Французский профессор Жак Гатто назвал его "Солженицын живописи". Так, конечно, проще. Тем более что Рабин действительно был борцом. Организатор "бульдозерной" выставки, на которой этот самый бульдозер чуть не оторвал ему ноги, он по праву считается отцом русского нонконформистского искусства, прославившегося на весь мир и горько обидевшего советскую власть.
Но картины его о другом. Как это иногда бывает (вспомним, что кличку "импрессионисты" придумали их критики), враги оказались более прозорливыми. В период ожесточенной травли советские газеты писали
о Рабине так: "Смутный, перепуганный, неврастенический мирок встает в холстах художника. Скособоченные дома, кривые окна, селедочные головы, измызганные стены бараков". Честно говоря, так оно и есть. Но это только лживая часть правды.
Дело в том, что десятник разгрузки железнодорожных вагонов Оскар Рабин жил в том же мире, который живописал на кабельных работах Венедикт Ерофеев. И им было бы о чем поговорить, ибо "свинцовая мерзость" этих будней отнюдь не исчерпывала барачный опыт. Чтобы воплотить его в искусстве, нужна была другая, неавангардная оптика. Вместо истерики самовыражения – "новая объективность", живо напоминающая ту, что в германском искусстве боролась с хулиганским дадаизмом.

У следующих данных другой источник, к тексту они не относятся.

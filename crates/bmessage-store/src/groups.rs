//! Persistence for [`Group`] records and their rosters.

use std::collections::HashMap;

use rusqlite::{params, Connection};

use crate::database::{format_timestamp, parse_timestamp, Database};
use crate::error::{Result, StoreError};
use crate::messages::messages_by_conversation;
use crate::models::Group;

impl Database {
    /// Write a group's metadata and replace its member and admin lists in a
    /// single transaction.
    pub fn upsert_group(&self, group: &Group) -> Result<()> {
        let mut conn = self.conn()?;
        let tx = conn.transaction()?;

        tx.execute(
            "INSERT INTO groups (id, name, avatar, creator, allow_members_to_add, invite_link, created_at)
             VALUES (?1, ?2, ?3, ?4, ?5, ?6, ?7)
             ON CONFLICT(id) DO UPDATE SET
                 name = excluded.name,
                 avatar = excluded.avatar,
                 allow_members_to_add = excluded.allow_members_to_add,
                 invite_link = excluded.invite_link",
            params![
                group.id,
                group.name,
                group.avatar,
                group.creator,
                group.allow_members_to_add as i32,
                group.invite_link,
                format_timestamp(&group.created),
            ],
        )?;

        tx.execute(
            "DELETE FROM group_members WHERE group_id = ?1",
            params![group.id],
        )?;
        tx.execute(
            "DELETE FROM group_admins WHERE group_id = ?1",
            params![group.id],
        )?;

        for (position, user_id) in group.members.iter().enumerate() {
            tx.execute(
                "INSERT INTO group_members (group_id, user_id, position) VALUES (?1, ?2, ?3)",
                params![group.id, user_id, position as i64],
            )?;
        }
        for (position, user_id) in group.admins.iter().enumerate() {
            tx.execute(
                "INSERT INTO group_admins (group_id, user_id, position) VALUES (?1, ?2, ?3)",
                params![group.id, user_id, position as i64],
            )?;
        }

        tx.commit()?;
        Ok(())
    }

    /// All groups, oldest first, with rosters and messages attached.
    pub fn list_groups(&self) -> Result<Vec<Group>> {
        let conn = self.conn()?;
        let mut messages = messages_by_conversation(&conn)?;
        let mut members = roster(&conn, "group_members")?;
        let mut admins = roster(&conn, "group_admins")?;

        let mut stmt = conn.prepare(
            "SELECT id, name, avatar, creator, allow_members_to_add, invite_link, created_at
             FROM groups ORDER BY created_at ASC",
        )?;
        let rows = stmt.query_map([], |row| {
            let allow: i32 = row.get(4)?;
            let created: String = row.get(6)?;
            Ok(Group {
                id: row.get(0)?,
                name: row.get(1)?,
                avatar: row.get(2)?,
                creator: row.get(3)?,
                admins: Vec::new(),
                members: Vec::new(),
                allow_members_to_add: allow != 0,
                invite_link: row.get(5)?,
                messages: Vec::new(),
                created: parse_timestamp(6, &created)?,
            })
        })?;

        let mut groups = Vec::new();
        for row in rows {
            let mut group = row.map_err(StoreError::Sqlite)?;
            group.members = members.remove(&group.id).unwrap_or_default();
            group.admins = admins.remove(&group.id).unwrap_or_default();
            group.messages = messages.remove(&group.id).unwrap_or_default();
            groups.push(group);
        }
        Ok(groups)
    }
}

// `table` is one of two fixed names, never user input.
fn roster(conn: &Connection, table: &str) -> Result<HashMap<String, Vec<String>>> {
    let mut stmt = conn.prepare(&format!(
        "SELECT group_id, user_id FROM {table} ORDER BY group_id, position ASC"
    ))?;
    let rows = stmt.query_map([], |row| Ok((row.get::<_, String>(0)?, row.get::<_, String>(1)?)))?;

    let mut map: HashMap<String, Vec<String>> = HashMap::new();
    for row in rows {
        let (group_id, user_id) = row?;
        map.entry(group_id).or_default().push(user_id);
    }
    Ok(map)
}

Примерно так, как писал один из лучших поэтов лианозовской школы Игорь Холин – без страха и упрека:
Дамба. Клумба. Облезлая липа.
Дом барачного типа.
Коридор. Восемнадцать квартир.
На стенке лозунг: МИРУ – МИР!
Во дворе Иванов
морит клопов, –
он – бухгалтер Гознака.
У Макаровых пьянка.
У Барановых драка.
В этих декорациях разворачивается драма рабинских натюрмортов, которые критики с его же подачи назвали "бытовым символизмом". Так оно, конечно, и есть, но что это все-таки значит?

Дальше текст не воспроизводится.